Tally the lines of the entries in which the string "Result" occurs, and say only how many.
____
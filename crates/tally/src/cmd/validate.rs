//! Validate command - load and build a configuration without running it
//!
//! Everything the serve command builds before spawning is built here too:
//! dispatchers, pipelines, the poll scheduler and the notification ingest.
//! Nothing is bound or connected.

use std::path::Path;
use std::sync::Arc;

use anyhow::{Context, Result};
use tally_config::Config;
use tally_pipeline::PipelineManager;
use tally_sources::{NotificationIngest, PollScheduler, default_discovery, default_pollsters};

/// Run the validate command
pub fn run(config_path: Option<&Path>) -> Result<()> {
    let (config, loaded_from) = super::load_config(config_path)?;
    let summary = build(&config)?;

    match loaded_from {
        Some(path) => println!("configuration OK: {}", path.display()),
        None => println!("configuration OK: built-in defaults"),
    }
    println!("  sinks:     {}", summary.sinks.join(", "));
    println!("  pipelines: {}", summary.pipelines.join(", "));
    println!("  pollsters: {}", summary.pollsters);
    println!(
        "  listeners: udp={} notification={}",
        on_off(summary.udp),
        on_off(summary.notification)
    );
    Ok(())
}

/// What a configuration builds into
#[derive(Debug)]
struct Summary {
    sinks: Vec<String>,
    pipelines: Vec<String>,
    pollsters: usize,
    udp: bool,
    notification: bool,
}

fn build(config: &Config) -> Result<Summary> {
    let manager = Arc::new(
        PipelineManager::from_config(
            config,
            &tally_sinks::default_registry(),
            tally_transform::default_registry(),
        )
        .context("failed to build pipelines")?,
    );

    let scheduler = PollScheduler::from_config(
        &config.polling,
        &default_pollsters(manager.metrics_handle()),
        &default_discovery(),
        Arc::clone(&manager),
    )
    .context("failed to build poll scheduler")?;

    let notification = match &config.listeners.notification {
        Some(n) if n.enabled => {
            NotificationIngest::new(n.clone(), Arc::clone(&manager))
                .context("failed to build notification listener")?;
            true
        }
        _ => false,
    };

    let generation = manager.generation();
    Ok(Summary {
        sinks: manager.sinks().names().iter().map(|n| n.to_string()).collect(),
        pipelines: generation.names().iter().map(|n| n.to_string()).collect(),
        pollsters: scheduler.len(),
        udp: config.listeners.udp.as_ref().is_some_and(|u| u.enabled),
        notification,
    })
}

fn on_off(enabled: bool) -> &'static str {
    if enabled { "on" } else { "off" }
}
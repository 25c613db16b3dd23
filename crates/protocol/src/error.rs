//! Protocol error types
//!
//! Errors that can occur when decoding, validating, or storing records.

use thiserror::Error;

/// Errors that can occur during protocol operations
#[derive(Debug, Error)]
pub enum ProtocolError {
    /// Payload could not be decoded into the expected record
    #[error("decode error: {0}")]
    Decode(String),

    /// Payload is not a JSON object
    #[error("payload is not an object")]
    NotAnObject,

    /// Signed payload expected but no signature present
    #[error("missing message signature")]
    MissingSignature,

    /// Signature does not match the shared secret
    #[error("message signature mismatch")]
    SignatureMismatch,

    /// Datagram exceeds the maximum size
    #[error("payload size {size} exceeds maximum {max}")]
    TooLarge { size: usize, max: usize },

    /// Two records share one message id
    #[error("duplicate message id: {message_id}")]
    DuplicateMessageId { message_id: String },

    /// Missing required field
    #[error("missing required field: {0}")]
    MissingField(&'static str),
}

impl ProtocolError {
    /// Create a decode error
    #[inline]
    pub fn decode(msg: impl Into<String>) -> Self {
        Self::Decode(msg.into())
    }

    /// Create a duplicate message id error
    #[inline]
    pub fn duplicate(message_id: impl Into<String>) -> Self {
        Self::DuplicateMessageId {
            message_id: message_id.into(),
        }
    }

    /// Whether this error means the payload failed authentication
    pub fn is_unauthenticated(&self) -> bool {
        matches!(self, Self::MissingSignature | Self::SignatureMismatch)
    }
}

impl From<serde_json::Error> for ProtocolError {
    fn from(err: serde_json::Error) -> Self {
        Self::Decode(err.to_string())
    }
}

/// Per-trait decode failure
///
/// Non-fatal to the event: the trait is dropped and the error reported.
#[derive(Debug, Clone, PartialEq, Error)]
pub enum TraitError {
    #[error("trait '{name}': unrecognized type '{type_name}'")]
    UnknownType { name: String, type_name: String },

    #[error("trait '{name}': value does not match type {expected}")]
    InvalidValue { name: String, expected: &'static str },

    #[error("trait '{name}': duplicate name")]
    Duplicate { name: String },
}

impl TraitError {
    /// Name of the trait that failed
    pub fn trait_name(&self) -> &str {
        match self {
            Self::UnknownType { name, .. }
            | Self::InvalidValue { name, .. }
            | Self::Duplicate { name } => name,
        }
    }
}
____
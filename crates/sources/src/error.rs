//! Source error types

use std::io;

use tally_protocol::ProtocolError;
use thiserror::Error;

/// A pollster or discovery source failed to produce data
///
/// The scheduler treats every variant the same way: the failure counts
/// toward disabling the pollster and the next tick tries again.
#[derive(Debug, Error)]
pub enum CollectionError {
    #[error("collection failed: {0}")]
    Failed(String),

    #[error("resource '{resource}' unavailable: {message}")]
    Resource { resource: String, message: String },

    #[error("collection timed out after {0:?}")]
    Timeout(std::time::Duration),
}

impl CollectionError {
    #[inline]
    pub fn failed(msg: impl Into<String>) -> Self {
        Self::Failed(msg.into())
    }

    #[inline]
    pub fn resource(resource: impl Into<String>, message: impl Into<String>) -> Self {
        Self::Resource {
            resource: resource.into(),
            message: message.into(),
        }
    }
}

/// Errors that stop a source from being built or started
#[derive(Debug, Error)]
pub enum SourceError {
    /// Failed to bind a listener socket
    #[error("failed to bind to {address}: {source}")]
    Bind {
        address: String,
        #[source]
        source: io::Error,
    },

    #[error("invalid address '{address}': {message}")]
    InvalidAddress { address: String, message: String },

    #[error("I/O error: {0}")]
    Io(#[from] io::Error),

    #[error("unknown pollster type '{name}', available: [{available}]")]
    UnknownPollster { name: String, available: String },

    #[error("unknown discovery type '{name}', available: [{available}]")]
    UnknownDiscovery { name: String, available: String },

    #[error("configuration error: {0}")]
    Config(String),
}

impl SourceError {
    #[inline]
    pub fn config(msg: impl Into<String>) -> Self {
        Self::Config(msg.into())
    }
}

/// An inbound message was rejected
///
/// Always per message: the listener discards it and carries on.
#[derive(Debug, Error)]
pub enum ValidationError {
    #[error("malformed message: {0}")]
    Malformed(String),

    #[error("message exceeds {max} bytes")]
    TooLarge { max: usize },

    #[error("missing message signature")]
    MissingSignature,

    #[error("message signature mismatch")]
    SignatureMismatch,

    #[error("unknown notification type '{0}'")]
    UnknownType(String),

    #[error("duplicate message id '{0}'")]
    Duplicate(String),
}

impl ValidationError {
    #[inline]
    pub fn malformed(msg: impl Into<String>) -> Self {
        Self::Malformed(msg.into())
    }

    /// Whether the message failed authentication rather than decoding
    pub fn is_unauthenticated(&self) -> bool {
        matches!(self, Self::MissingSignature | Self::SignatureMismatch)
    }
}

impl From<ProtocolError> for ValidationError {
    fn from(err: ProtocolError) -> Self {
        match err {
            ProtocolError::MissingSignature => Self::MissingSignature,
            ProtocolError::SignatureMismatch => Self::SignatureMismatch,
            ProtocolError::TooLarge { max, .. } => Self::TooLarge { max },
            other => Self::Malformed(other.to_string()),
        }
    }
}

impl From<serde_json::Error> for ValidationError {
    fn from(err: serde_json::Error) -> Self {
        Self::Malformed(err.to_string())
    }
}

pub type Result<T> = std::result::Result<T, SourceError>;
____
:: Answer below ::
4